Hepatocellular Carcinoma Cell Cycle: Study of Long-Evans Cinnamon Rats

Abstract

Amplification found in a number of cyclin genes, especially in cyclin D and E, is an important event process that takes place in cancers, including hepatocellular carcinoma (HCC). The activities of a wide range of cell cycle-related kinases remain obscure in HCC. The purpose of the present study is to determine the cyclins and kinase activities of HCC in Long-Evans Cinnamon (LEC) rats. Cyclin D1, E, A, H, Cdk1(cyclin-dependent kinase; Cdc2), Cdk4, and Cdk6 protein levels were determined by Western blot analysis at different pathologic stages of liver tissues exhibiting HCC. Enzymatic activities of cyclin D1, E, A, Cdk4, Cdk6, Cdc2, Cdk7, and Wee1 kinase were measured by in-gel kinase assay.
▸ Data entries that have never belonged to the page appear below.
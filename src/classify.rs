//! Numeric / categorical partition of a table's columns.

use crate::table::{ColumnKind, Table};

/// Disjoint, order-preserving column lists. Dates, booleans and other kinds are in neither.
#[derive(Debug, Clone, Default, PartialEq, Eq)]
pub struct ColumnClasses {
    pub numeric: Vec<String>,
    pub categorical: Vec<String>,
}

impl ColumnClasses {
    pub fn of(table: &Table) -> Self {
        let mut classes = Self::default();
        for column in table.columns() {
            match column.kind {
                ColumnKind::Integer | ColumnKind::Float => classes.numeric.push(column.name),
                ColumnKind::Text => classes.categorical.push(column.name),
                ColumnKind::Date | ColumnKind::Boolean | ColumnKind::Other => {}
            }
        }
        classes
    }

    pub fn has_numeric(&self) -> bool {
        !self.numeric.is_empty()
    }

    pub fn is_numeric(&self, name: &str) -> bool {
        self.numeric.iter().any(|c| c == name)
    }

    pub fn is_categorical(&self, name: &str) -> bool {
        self.categorical.iter().any(|c| c == name)
    }
}

#[cfg(test)]
mod tests {
    use super::*;
    use polars::prelude::*;

    #[test]
    fn partitions_are_disjoint_and_ordered() {
        let df = df!(
            "date" => &["2024-01-01", "2024-01-02"],
            "category" => &["A", "B"],
            "value" => &[100_i64, 150],
            "ratio" => &[0.5_f64, 0.75],
            "flag" => &[true, false]
        )
        .unwrap();
        let table = Table::new(df);
        let classes = ColumnClasses::of(&table);
        assert_eq!(classes.numeric, vec!["value", "ratio"]);
        assert_eq!(classes.categorical, vec!["date", "category"]);
        assert!(classes
            .numeric
            .iter()
            .all(|c| !classes.categorical.contains(c)));
        assert!(!classes.is_numeric("flag") && !classes.is_categorical("flag"));
    }

    #[test]
    fn parsed_dates_belong_to_neither_list() {
        // 2024-01-01 and 2024-01-02 as days since the epoch
        let dates = Series::new("d".into(), &[19_723_i32, 19_724])
            .cast(&DataType::Date)
            .unwrap();
        let df = DataFrame::new(vec![dates.into(), Series::new("v".into(), &[1_i64, 2]).into()])
            .unwrap();
        let classes = ColumnClasses::of(&Table::new(df));
        assert_eq!(classes.numeric, vec!["v"]);
        assert!(classes.categorical.is_empty());
    }
}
Protein levels and kinase activities of cyclin D1, E, Cdk4, cyclin A, and Wee1 increased proportionally with the development of HCC, especially in the transition process from chronic hepatitis to HCC. Although Cdc2 kinase activity was found to increase slightly from normal liver to chronic hepatitis, its activity remained unchanged in the process from chronic hepatitis to HCC. Cdk6 and Cdk7 activities remained unchanged in the process from normal liver to HCC. These data suggest that the increase in Cdc2 kinase may play a role in the process from normal liver to chronic hepatitis, whereas the predominant increase in cyclin D1, Cdk4, cyclin E, cyclin A, and Wee1 suggests involvement not only in the process from normal liver to chronic hepatitis, but also during transition into HCC.(Hepatology 2000;32:711-720.)